In order to decrease energy expenditure during walking in HKAFOs, several possibilities have been described in the literature. It has been suggested to develop a system which allows knee lexion during swing phase (Bataweel and Edwards, 1995; IJzerman^a et al., 1996). A high lateral stiffness has been described to prevent collapsing of the orthosis (Stallard and Major, 1993). Frontal alignment has been suggested in the HGO Parawalker to obtain a more efficient foot clearance with less displacements of the centre of mass of the body (Rose, 1979; IJzerman^b et al., 1996). The use of a reciprocal linkage in an HKAFO was recommended for decreasing energy cost (Douglas et al., 1983).

Theoretical advantages of the reciprocal coupling include the transfer of energy from trunk and hip extension to contralateral hip flexion (Bowker, et al., 1992; Stallard and Major, 1993). Because the reciprocal linkage prevents bilateral hip flexion and extension, stance stability is improved (Douglas et al., 1983). If the orthosis is well aligned, subjects are able to stand upright without using their crutches.

Disadvantage of the reciprocal cable linkage in the ARGO and RGO is the 1:1 transmission ratio between stance leg extension and contralateral hip flexion (Andrews, 1993; Yang et al., 1996). This 1:1 ratio imposes an unnatural walking pattern and may reduce energy efficiency during gait (Andrews, 1993). Because of the linkage, swing leg acceleration is dependent on the ability of the patient to extend the trunk rapidly. Thus, the momentum of the trunk is transferred to the swing leg.

Walking with freely swinging legs, the so-called ballistic swing, is expected to be more efficient because the movement of the leg is not limited in its natural biomechanical characteristics (Tashman et al., 1992). Furthermore, in order to achieve a sufficiently large stride length in the ARGO, i.e. hip flexion, the trunk has to be extended. The consecutive displacement of the centre of mass of the body to the new stance leg results in a walking pattern with alternating acceleration and deceleration of the trunk (Tashman et al., 1995).

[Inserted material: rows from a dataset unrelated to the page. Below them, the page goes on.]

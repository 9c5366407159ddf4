//! Avalara AvaTax REST API (v2)

use async_trait::async_trait;
use chrono::{NaiveDate, TimeDelta, Utc};
use reqwest::header::HeaderMap;
use reqwest::Client;
use serde::Deserialize;
use serde_json::{Map, Value};
use std::sync::{Mutex, PoisonError};
use std::time::{Duration, Instant};

use super::http::{build_client, read_json};
use super::pagination::{collect_pages, Page};
use super::{
    find_filter, into_records, ApiError, BackendClient, BackendId, DataSourceDescriptor,
    DataSourceKind, Filter, FilterOperator, Table,
};
use crate::config::AvalaraConfig;
use crate::credential_store::{unix_now, Credential};

const CLIENT_HEADER: &str = concat!("ReportPull; ", env!("CARGO_PKG_VERSION"), "; REST; v2");
/// AvaTax never returns more than this per request
const PAGE_SIZE: usize = 1000;
const MAX_PAGES: u32 = 100;
const DEFAULT_WINDOW_DAYS: i64 = 30;
const RATE_LIMIT_FLOOR: u32 = 10;
const RATE_WINDOW: Duration = Duration::from_secs(60);

const SOURCES: [(&str, &str); 4] = [
    ("companies", "Companies"),
    ("transactions", "Transactions"),
    ("tax_codes", "Tax Codes"),
    ("jurisdictions", "Jurisdictions"),
];

/// Requests left in the current rate-limit window, as last reported
#[derive(Debug)]
struct RateWindow {
    remaining: u32,
    resets_at: Instant,
}

impl RateWindow {
    fn new(now: Instant) -> Self {
        Self {
            remaining: 1000,
            resets_at: now + RATE_WINDOW,
        }
    }

    /// How long to hold off before the next request
    fn delay(&mut self, now: Instant) -> Option<Duration> {
        if now >= self.resets_at {
            *self = Self::new(now);
        }
        (self.remaining <= RATE_LIMIT_FLOOR).then(|| self.resets_at - now)
    }

    fn observe(&mut self, headers: &HeaderMap, now: Instant) {
        let header = |name: &str| {
            headers
                .get(name)
                .and_then(|v| v.to_str().ok())
                .and_then(|v| v.trim().parse::<u64>().ok())
        };

        if let Some(remaining) = header("X-Rate-Limit-Remaining") {
            self.remaining = u32::try_from(remaining).unwrap_or(u32::MAX);
        }
        if let Some(reset) = header("X-Rate-Limit-Reset") {
            let wait = Duration::from_secs(reset.saturating_sub(unix_now())).min(RATE_WINDOW);
            self.resets_at = now + wait;
        }
    }
}

#[derive(Debug, Deserialize)]
struct Ping {
    #[serde(default)]
    authenticated: bool,
}

#[derive(Debug, Deserialize)]
struct Listing {
    #[serde(default)]
    value: Vec<Value>,
}

/// `date between 'start' and 'end'` from `date` filters, defaulting to the
/// last thirty days
pub fn transaction_date_filter(filters: &[Filter], today: NaiveDate) -> Result<String, ApiError> {
    let parse = |value: &str| {
        NaiveDate::parse_from_str(value.get(..10).unwrap_or(value), "%Y-%m-%d")
            .map_err(|e| ApiError::Data(format!("Invalid date {:?}: {}", value, e)))
    };

    let mut end = today;
    let mut start = None;
    for filter in filters.iter().filter(|f| f.column.eq_ignore_ascii_case("date")) {
        match filter.operator {
            FilterOperator::GreaterThan | FilterOperator::GreaterOrEqual => {
                start = Some(parse(&filter.value)?)
            }
            FilterOperator::LessThan | FilterOperator::LessOrEqual => end = parse(&filter.value)?,
            FilterOperator::Equals => {
                let day = parse(&filter.value)?;
                start = Some(day);
                end = day;
            }
            _ => {}
        }
    }
    let start = start.unwrap_or(end - TimeDelta::days(DEFAULT_WINDOW_DAYS));

    if start > end {
        return Err(ApiError::Data(format!(
            "Date range starts after it ends ({} > {})",
            start, end
        )));
    }
    Ok(format!(
        "date between '{}' and '{}'",
        start.format("%Y-%m-%d"),
        end.format("%Y-%m-%d")
    ))
}

fn is_server_side(filter: &Filter) -> bool {
    filter.column.eq_ignore_ascii_case("date")
        || filter.column.eq_ignore_ascii_case("companyCode")
        || filter.column.eq_ignore_ascii_case("country")
}

pub struct AvalaraClient {
    http: Client,
    max_records: usize,
    rate: Mutex<RateWindow>,
}

impl AvalaraClient {
    pub fn new(config: &AvalaraConfig) -> Result<Self, ApiError> {
        Ok(Self {
            http: build_client(Duration::from_secs(config.timeout_secs))?,
            max_records: config.max_records,
            rate: Mutex::new(RateWindow::new(Instant::now())),
        })
    }

    async fn throttle(&self) {
        let delay = self
            .rate
            .lock()
            .unwrap_or_else(PoisonError::into_inner)
            .delay(Instant::now());
        if let Some(delay) = delay {
            tracing::warn!("Avalara rate limit nearly exhausted, pausing {:?}", delay);
            tokio::time::sleep(delay).await;
        }
    }

    async fn get(
        &self,
        credential: &Credential,
        path: &str,
        params: &[(&str, String)],
    ) -> Result<Value, ApiError> {
        let base = credential
            .instance_url
            .as_deref()
            .ok_or_else(|| ApiError::Data("Avalara base URL is not configured".to_string()))?;
        let (account, license) = credential
            .access_token
            .split_once(':')
            .ok_or_else(|| ApiError::Auth("Avalara credential is not account:license".to_string()))?;
        let url = format!("{}/api/v2/{}", base.trim_end_matches('/'), path);

        self.throttle().await;
        tracing::debug!("GET {}", url);
        let response = self
            .http
            .get(&url)
            .basic_auth(account, Some(license))
            .header("X-Avalara-Client", CLIENT_HEADER)
            .query(params)
            .send()
            .await?;

        self.rate
            .lock()
            .unwrap_or_else(PoisonError::into_inner)
            .observe(response.headers(), Instant::now());
        read_json(response).await
    }

    async fn list(
        &self,
        credential: &Credential,
        path: &str,
        params: &[(&str, String)],
    ) -> Result<Vec<Map<String, Value>>, ApiError> {
        let items = collect_pages(0usize, MAX_PAGES, self.max_records, move |skip| async move {
            let mut query = params.to_vec();
            query.push(("$top", PAGE_SIZE.to_string()));
            query.push(("$skip", skip.to_string()));

            let listing: Listing = serde_json::from_value(self.get(credential, path, &query).await?)
                .map_err(|e| ApiError::Data(format!("Malformed Avalara listing: {}", e)))?;
            Ok(Page::offset(listing.value, skip, PAGE_SIZE))
        })
        .await?;
        Ok(into_records(items))
    }

    async fn default_company_code(&self, credential: &Credential) -> Result<String, ApiError> {
        let listing: Listing =
            serde_json::from_value(self.get(credential, "companies", &[("$top", "1".to_string())]).await?)
                .map_err(|e| ApiError::Data(format!("Malformed Avalara listing: {}", e)))?;

        listing
            .value
            .first()
            .and_then(|company| company.get("companyCode"))
            .and_then(Value::as_str)
            .map(str::to_string)
            .ok_or_else(|| ApiError::Data("Avalara account has no companies".to_string()))
    }

    /// Transactions of one company; the company defaults to the account's first
    pub async fn transactions(
        &self,
        credential: &Credential,
        filters: &[Filter],
    ) -> Result<Vec<Map<String, Value>>, ApiError> {
        let company = match find_filter(filters, "companyCode", FilterOperator::Equals) {
            Some(filter) => filter.value.clone(),
            None => self.default_company_code(credential).await?,
        };
        if company.is_empty() || company.contains('/') {
            return Err(ApiError::Data(format!("Invalid company code: {:?}", company)));
        }

        let date_filter = transaction_date_filter(filters, Utc::now().date_naive())?;
        tracing::info!("Loading Avalara transactions for {} ({})", company, date_filter);

        let path = format!("companies/{}/transactions", urlencoding::encode(&company));
        self.list(credential, &path, &[("$filter", date_filter)]).await
    }
}

#[async_trait]
impl BackendClient for AvalaraClient {
    fn backend(&self) -> BackendId {
        BackendId::Avalara
    }

    async fn confirm(&self, credential: &Credential) -> Result<(), ApiError> {
        let ping: Ping = serde_json::from_value(self.get(credential, "utilities/ping", &[]).await?)
            .map_err(|e| ApiError::Data(format!("Malformed ping response: {}", e)))?;
        if ping.authenticated {
            Ok(())
        } else {
            Err(ApiError::Auth(
                "Avalara did not accept the account id and license key".to_string(),
            ))
        }
    }

    async fn list_data_sources(
        &self,
        _credential: &Credential,
    ) -> Result<Vec<DataSourceDescriptor>, ApiError> {
        Ok(SOURCES
            .iter()
            .map(|(id, name)| {
                DataSourceDescriptor::new(BackendId::Avalara, DataSourceKind::Collection, *id, *name)
            })
            .collect())
    }

    async fn fetch_data(
        &self,
        credential: &Credential,
        source: &DataSourceDescriptor,
        filters: &[Filter],
    ) -> Result<Table, ApiError> {
        let mut records = match source.id.as_str() {
            "companies" => self.list(credential, "companies", &[]).await?,
            "transactions" => self.transactions(credential, filters).await?,
            "tax_codes" => self.list(credential, "definitions/taxcodes", &[]).await?,
            "jurisdictions" => {
                let country = find_filter(filters, "country", FilterOperator::Equals)
                    .map(|f| f.value.clone())
                    .unwrap_or_else(|| "US".to_string());
                self.list(credential, "definitions/jurisdictions", &[("country", country)])
                    .await?
            }
            other => return Err(ApiError::Data(format!("Unknown Avalara source: {}", other))),
        };

        records.retain(|record| {
            filters
                .iter()
                .filter(|f| !is_server_side(f))
                .all(|f| f.matches(record))
        });
        Ok(Table::from_records(records))
    }
}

In order to counter some of the above problems, Yang et al. (1996), developed an HKAFO allowing a 2:1 flexion/extension coupling ratio (FECR). By using a 2:1 FECR they achieved sufficient hip flexion with less contralateral hip and trunk extension in comparison with a 1:1 FECR. They compared the 1:1 with the 2:1 ratio and found lower values for the Physiological Cost Index (PCI): heart rate_rest-heart rate_walking/speed (McGregor, 1981) for the latter. Winchester et al. (1993) investigated the Isocentric® RGO in which a more efficient coupling of both legs was obtained. The Isocentric® RGO mainly prevents unwanted cable movement and friction, but still applies a 1:1 transmission ratio. A significant decrease in PCI was found compared with the RGO.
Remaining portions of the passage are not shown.